[[ EXERCISE INPUTS open ]]

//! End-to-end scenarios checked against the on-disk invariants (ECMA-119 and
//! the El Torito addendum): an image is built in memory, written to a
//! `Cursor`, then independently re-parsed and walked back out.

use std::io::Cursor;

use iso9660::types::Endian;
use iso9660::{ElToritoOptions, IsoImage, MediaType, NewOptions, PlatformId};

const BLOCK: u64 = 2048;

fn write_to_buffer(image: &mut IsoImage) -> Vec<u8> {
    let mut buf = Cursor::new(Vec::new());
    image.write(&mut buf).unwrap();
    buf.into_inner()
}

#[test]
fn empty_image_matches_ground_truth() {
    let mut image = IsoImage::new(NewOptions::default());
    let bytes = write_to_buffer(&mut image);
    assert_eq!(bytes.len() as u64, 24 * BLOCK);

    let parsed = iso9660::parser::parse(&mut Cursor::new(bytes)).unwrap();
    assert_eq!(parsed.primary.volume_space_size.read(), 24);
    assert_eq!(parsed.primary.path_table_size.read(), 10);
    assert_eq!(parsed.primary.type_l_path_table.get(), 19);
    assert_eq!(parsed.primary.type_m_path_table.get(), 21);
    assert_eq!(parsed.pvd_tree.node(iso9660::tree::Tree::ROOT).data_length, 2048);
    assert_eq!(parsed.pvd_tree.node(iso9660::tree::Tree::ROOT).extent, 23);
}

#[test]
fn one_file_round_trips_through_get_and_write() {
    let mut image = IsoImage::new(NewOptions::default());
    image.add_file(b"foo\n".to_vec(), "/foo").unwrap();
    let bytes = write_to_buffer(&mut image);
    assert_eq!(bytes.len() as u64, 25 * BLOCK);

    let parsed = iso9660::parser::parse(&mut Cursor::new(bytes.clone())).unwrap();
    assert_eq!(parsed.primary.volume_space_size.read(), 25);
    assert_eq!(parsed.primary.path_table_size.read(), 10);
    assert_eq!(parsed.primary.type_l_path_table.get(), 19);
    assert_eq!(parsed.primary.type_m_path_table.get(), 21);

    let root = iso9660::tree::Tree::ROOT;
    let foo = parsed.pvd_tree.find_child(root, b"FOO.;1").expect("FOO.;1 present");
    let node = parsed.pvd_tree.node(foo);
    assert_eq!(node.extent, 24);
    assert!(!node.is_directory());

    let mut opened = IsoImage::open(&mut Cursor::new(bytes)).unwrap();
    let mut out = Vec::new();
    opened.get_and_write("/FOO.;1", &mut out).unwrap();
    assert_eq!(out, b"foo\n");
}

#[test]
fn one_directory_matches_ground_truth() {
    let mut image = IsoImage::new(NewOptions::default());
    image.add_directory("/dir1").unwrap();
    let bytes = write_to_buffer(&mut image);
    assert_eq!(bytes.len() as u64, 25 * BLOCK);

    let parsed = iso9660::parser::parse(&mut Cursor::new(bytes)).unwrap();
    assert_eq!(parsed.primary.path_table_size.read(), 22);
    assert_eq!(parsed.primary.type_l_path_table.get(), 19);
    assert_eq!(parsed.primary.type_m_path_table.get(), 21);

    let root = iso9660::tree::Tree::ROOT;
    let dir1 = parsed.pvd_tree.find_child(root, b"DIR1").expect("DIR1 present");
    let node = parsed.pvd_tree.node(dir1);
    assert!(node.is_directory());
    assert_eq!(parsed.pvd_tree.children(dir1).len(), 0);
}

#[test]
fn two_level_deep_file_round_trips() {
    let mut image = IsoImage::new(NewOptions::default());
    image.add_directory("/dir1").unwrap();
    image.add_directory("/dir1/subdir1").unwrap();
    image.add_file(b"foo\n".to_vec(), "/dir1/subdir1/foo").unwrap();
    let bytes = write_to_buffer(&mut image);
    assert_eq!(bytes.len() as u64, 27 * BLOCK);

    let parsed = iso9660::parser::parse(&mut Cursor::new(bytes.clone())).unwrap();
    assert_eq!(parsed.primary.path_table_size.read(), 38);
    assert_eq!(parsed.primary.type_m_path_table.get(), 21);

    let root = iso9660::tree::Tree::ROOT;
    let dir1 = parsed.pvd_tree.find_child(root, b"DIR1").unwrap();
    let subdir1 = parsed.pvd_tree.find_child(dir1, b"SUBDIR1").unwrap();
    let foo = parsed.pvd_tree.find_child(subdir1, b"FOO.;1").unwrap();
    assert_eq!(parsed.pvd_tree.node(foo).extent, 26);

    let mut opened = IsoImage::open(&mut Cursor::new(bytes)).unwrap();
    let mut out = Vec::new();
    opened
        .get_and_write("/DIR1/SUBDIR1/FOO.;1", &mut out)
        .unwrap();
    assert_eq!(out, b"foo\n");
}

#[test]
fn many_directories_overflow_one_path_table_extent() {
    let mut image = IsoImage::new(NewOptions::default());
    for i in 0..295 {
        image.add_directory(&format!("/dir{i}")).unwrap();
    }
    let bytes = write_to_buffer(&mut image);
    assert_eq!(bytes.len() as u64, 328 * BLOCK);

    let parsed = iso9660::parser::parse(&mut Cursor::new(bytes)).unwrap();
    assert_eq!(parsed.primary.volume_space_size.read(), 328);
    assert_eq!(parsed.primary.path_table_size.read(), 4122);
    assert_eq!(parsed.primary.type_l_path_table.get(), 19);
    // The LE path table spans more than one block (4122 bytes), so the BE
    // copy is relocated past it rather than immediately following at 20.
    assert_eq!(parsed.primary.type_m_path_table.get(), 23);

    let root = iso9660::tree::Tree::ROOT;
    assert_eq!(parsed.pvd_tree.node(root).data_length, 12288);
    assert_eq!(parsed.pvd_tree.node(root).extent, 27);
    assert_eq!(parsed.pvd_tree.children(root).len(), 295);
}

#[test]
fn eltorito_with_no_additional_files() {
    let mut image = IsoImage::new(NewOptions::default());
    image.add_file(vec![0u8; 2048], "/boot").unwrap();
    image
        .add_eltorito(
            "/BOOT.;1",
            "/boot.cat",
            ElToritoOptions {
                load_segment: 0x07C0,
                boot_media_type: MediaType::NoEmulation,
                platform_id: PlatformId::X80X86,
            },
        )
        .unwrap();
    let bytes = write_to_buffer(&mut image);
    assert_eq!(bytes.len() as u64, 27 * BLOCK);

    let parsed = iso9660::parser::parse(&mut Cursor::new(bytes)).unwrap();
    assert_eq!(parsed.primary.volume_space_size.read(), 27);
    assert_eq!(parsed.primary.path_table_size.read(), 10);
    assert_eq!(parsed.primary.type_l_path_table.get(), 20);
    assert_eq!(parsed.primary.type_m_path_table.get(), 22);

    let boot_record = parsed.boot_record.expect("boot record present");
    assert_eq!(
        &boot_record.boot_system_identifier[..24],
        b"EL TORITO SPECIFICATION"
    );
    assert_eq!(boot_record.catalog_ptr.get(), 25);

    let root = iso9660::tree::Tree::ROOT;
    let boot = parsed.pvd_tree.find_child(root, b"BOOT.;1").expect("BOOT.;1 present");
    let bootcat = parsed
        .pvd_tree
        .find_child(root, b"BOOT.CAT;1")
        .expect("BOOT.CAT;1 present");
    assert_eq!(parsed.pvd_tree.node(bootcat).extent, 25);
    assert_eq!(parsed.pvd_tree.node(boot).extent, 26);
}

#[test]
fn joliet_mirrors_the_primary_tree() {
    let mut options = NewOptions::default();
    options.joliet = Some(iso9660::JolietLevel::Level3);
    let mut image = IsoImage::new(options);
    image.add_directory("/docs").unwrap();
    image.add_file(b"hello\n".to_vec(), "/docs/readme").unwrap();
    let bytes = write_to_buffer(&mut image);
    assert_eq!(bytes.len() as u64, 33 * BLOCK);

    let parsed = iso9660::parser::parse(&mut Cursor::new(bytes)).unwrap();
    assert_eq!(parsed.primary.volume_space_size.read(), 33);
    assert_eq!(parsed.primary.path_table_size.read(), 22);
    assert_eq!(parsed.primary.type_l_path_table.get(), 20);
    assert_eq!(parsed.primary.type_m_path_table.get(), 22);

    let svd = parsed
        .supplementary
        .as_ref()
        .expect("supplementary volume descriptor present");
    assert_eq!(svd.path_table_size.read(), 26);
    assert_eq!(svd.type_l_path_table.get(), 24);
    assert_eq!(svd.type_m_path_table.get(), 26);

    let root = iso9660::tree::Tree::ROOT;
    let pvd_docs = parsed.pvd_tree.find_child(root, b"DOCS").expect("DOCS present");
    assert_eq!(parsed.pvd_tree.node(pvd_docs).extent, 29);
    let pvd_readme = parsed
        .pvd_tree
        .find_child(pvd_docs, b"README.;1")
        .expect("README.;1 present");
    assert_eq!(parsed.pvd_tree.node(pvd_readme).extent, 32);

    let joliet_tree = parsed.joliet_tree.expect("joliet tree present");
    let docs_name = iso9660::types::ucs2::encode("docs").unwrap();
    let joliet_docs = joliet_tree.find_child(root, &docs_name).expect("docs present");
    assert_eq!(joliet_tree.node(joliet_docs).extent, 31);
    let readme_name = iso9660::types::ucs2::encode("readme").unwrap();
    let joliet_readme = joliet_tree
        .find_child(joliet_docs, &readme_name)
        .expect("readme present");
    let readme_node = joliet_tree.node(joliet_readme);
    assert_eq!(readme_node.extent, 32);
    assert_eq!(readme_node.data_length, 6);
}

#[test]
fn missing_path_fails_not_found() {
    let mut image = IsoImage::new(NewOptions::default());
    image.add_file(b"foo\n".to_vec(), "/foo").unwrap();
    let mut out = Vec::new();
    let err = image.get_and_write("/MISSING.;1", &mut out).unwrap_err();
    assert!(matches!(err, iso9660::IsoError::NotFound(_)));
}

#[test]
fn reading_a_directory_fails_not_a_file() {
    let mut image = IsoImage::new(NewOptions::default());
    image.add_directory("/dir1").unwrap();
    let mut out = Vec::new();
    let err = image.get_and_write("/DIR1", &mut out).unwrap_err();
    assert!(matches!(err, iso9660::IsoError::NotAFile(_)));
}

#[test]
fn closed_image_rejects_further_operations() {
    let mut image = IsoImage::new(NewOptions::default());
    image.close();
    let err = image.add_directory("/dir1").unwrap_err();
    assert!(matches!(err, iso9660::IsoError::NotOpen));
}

[[ EXERCISE INPUTS closed ]]

## ABOUT THIS TASK
Beginning with the line containing "written to a" in the material above, copy every line exactly until you have copied the line containing "use iso9660::types::Endian;".

## RESPONSE BELOW
//! the El Torito addendum): an image is built in memory, written to a
//! `Cursor`, then independently re-parsed and walked back out.

use std::io::Cursor;

use iso9660::types::Endian;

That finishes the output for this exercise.